Work instruction: Whatever the records hold, copy it exactly and completely.

The records Block Start

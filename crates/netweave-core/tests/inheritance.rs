// SPDX-License-Identifier: Apache-2.0
// © James Ross Ω FLYING•ROBOTS <https://github.com/flyingrobots>

#![allow(missing_docs)]
#![allow(clippy::expect_used, clippy::unwrap_used)]
use netweave_core::{render_type, Attributes, Graph, TypeGraphError};
use netweave_dry_tests::divider_library;

#[test]
fn copy_is_idempotent_once_skip_covers_the_copy() {
    let mut lib = divider_library();
    let base = lib.ty("Divider");
    let derived = lib.tg.add_type("TrimmedDivider").unwrap();

    let copied = lib.tg.copy_type_structure(derived, base, &[]).unwrap();
    assert_eq!(copied, vec!["r1", "r2"]);
    let snapshot = render_type(&lib.tg, derived);
    let links = lib.tg.make_link_decls(derived);

    assert_eq!(
        lib.tg.copy_type_structure(derived, base, &[]),
        Err(TypeGraphError::ChildAlreadyExists {
            ty: "TrimmedDivider".to_owned(),
            identifier: "r1".to_owned(),
        })
    );

    let skip: Vec<&str> = copied.iter().map(String::as_str).collect();
    assert_eq!(lib.tg.copy_type_structure(derived, base, &skip), Ok(Vec::new()));
    assert_eq!(render_type(&lib.tg, derived), snapshot);
    assert_eq!(lib.tg.make_link_decls(derived), links);
}

#[test]
fn overrides_keep_inherited_links_working() {
    let mut lib = divider_library();
    let base = lib.ty("Divider");
    let resistor = lib.ty("Resistor");
    let precise = lib.tg.add_type("PreciseResistor").unwrap();
    lib.tg.copy_type_structure(precise, resistor, &[]).unwrap();

    let derived = lib.tg.add_type("PreciseDivider").unwrap();
    lib.tg.add_make_child(derived, "r1", precise).unwrap();
    lib.tg.copy_type_structure(derived, base, &["r1"]).unwrap();
    assert_eq!(lib.tg.validate_type(derived), Ok(()));

    let mut g = Graph::new();
    let root = lib
        .tg
        .instantiate(&mut g, "PreciseDivider", &Attributes::new())
        .unwrap();
    let r1 = g.child_by_name(root, "r1").unwrap();
    assert_eq!(g.node(r1).unwrap().ty.as_str(), "PreciseResistor");
    let a = g.descend(root, ["r1", "p2"]).unwrap();
    let b = g.descend(root, ["r2", "p1"]).unwrap();
    assert!(g.are_connected(a, b).unwrap());
}
// SPDX-License-Identifier: Apache-2.0
// © James Ross Ω FLYING•ROBOTS <https://github.com/flyingrobots>
//! Canned type graphs.

use netweave_core::{LinkKind, LiteralKind, NodeId, RefPath, TypeGraph};

/// Type graph plus name lookup that panics on typos.
pub struct Library {
    /// The type graph.
    pub tg: TypeGraph,
}

impl Library {
    /// Type node named `name`.
    ///
    /// # Panics
    /// If the library has no such type.
    #[allow(clippy::expect_used)]
    pub fn ty(&self, name: &str) -> NodeId {
        self.tg.type_by_name(name).expect("fixture type exists")
    }
}

/// Small component library:
///
/// - `Electrical`: leaf interface.
/// - `Resistor`: `p1`, `p2: Electrical`; attribute `resistance: float`.
/// - `Divider`: `r1`, `r2: Resistor`; `r1.p2 ~ r2.p1` (deep),
///   pointer `*top` from the root to `r1.p1`; attribute `ratio: float`.
#[allow(clippy::expect_used)]
pub fn divider_library() -> Library {
    let mut tg = TypeGraph::new();
    let electrical = tg.add_type("Electrical").expect("Electrical");
    let resistor = tg.add_type("Resistor").expect("Resistor");
    tg.add_make_child(resistor, "p1", electrical).expect("p1");
    tg.add_make_child(resistor, "p2", electrical).expect("p2");
    tg.declare_attribute(resistor, "resistance", LiteralKind::Float)
        .expect("resistance");

    let divider = tg.add_type("Divider").expect("Divider");
    tg.add_make_child(divider, "r1", resistor).expect("r1");
    tg.add_make_child(divider, "r2", resistor).expect("r2");
    tg.add_make_link(
        divider,
        &RefPath::parse("r1.p2"),
        &RefPath::parse("r2.p1"),
        LinkKind::CONNECT,
    )
    .expect("r1.p2 ~ r2.p1");
    tg.add_make_link(
        divider,
        &RefPath::root(),
        &RefPath::parse("r1.p1"),
        LinkKind::Pointer {
            identifier: "top".to_owned(),
        },
    )
    .expect("*top");
    tg.declare_attribute(divider, "ratio", LiteralKind::Float)
        .expect("ratio");
    Library { tg }
}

The records Block End

Result of this exercise:
filename crates/netweave-core/tests/inheritance.rs
// SPDX-License-Identifier: Apache-2.0
// © James Ross Ω FLYING•ROBOTS <https://github.com/flyingrobots>

#![allow(missing_docs)]
#![allow(clippy::expect_used, clippy::unwrap_used)]
use netweave_core::{render_type, Attributes, Graph, TypeGraphError};
use netweave_dry_tests::divider_library;

#[test]
fn copy_is_idempotent_once_skip_covers_the_copy() {
    let mut lib = divider_library();
    let base = lib.ty("Divider");
    let derived = lib.tg.add_type("TrimmedDivider").unwrap();

    let copied = lib.tg.copy_type_structure(derived, base, &[]).unwrap();
    assert_eq!(copied, vec!["r1", "r2"]);
    let snapshot = render_type(&lib.tg, derived);
    let links = lib.tg.make_link_decls(derived);

    assert_eq!(
        lib.tg.copy_type_structure(derived, base, &[]),
        Err(TypeGraphError::ChildAlreadyExists {
            ty: "TrimmedDivider".to_owned(),
            identifier: "r1".to_owned(),
        })
    );

    let skip: Vec<&str> = copied.iter().map(String::as_str).collect();
    assert_eq!(lib.tg.copy_type_structure(derived, base, &skip), Ok(Vec::new()));
    assert_eq!(render_type(&lib.tg, derived), snapshot);
    assert_eq!(lib.tg.make_link_decls(derived), links);
}

#[test]
fn overrides_keep_inherited_links_working() {
    let mut lib = divider_library();
    let base = lib.ty("Divider");
    let resistor = lib.ty("Resistor");
    let precise = lib.tg.add_type("PreciseResistor").unwrap();
    lib.tg.copy_type_structure(precise, resistor, &[]).unwrap();

    let derived = lib.tg.add_type("PreciseDivider").unwrap();
    lib.tg.add_make_child(derived, "r1", precise).unwrap();
    lib.tg.copy_type_structure(derived, base, &["r1"]).unwrap();
    assert_eq!(lib.tg.validate_type(derived), Ok(()));

    let mut g = Graph::new();
    let root = lib
        .tg
        .instantiate(&mut g, "PreciseDivider", &Attributes::new())
        .unwrap();
    let r1 = g.child_by_name(root, "r1").unwrap();
    assert_eq!(g.node(r1).unwrap().ty.as_str(), "PreciseResistor");
    let a = g.descend(root, ["r1", "p2"]).unwrap();
    let b = g.descend(root, ["r2", "p1"]).unwrap();
    assert!(g.are_connected(a, b).unwrap());
}
// SPDX-License-Identifier: Apache-2.0
// © James Ross Ω FLYING•ROBOTS <https://github.com/flyingrobots>
//! Canned type graphs.

use netweave_core::{LinkKind, LiteralKind, NodeId, RefPath, TypeGraph};

/// Type graph plus name lookup that panics on typos.
pub struct Library {
    /// The type graph.
    pub tg: TypeGraph,
}

impl Library {
    /// Type node named `name`.
    ///
    /// # Panics
    /// If the library has no such type.
    #[allow(clippy::expect_used)]
    pub fn ty(&self, name: &str) -> NodeId {
        self.tg.type_by_name(name).expect("fixture type exists")
    }
}

/// Small component library:
///
/// - `Electrical`: leaf interface.
/// - `Resistor`: `p1`, `p2: Electrical`; attribute `resistance: float`.
/// - `Divider`: `r1`, `r2: Resistor`; `r1.p2 ~ r2.p1` (deep),
///   pointer `*top` from the root to `r1.p1`; attribute `ratio: float`.
#[allow(clippy::expect_used)]
pub fn divider_library() -> Library {
    let mut tg = TypeGraph::new();
    let electrical = tg.add_type("Electrical").expect("Electrical");
    let resistor = tg.add_type("Resistor").expect("Resistor");
    tg.add_make_child(resistor, "p1", electrical).expect("p1");
    tg.add_make_child(resistor, "p2", electrical).expect("p2");
    tg.declare_attribute(resistor, "resistance", LiteralKind::Float)
        .expect("resistance");

    let divider = tg.add_type("Divider").expect("Divider");
    tg.add_make_child(divider, "r1", resistor).expect("r1");
    tg.add_make_child(divider, "r2", resistor).expect("r2");
    tg.add_make_link(
        divider,
        &RefPath::parse("r1.p2"),
        &RefPath::parse("r2.p1"),
        LinkKind::CONNECT,
    )
    .expect("r1.p2 ~ r2.p1");
    tg.add_make_link(
        divider,
        &RefPath::root(),
        &RefPath::parse("r1.p1"),
        LinkKind::Pointer {
            identifier: "top".to_owned(),
        },
    )
    .expect("*top");
    tg.declare_attribute(divider, "ratio", LiteralKind::Float)
        .expect("ratio");
    Library { tg }
}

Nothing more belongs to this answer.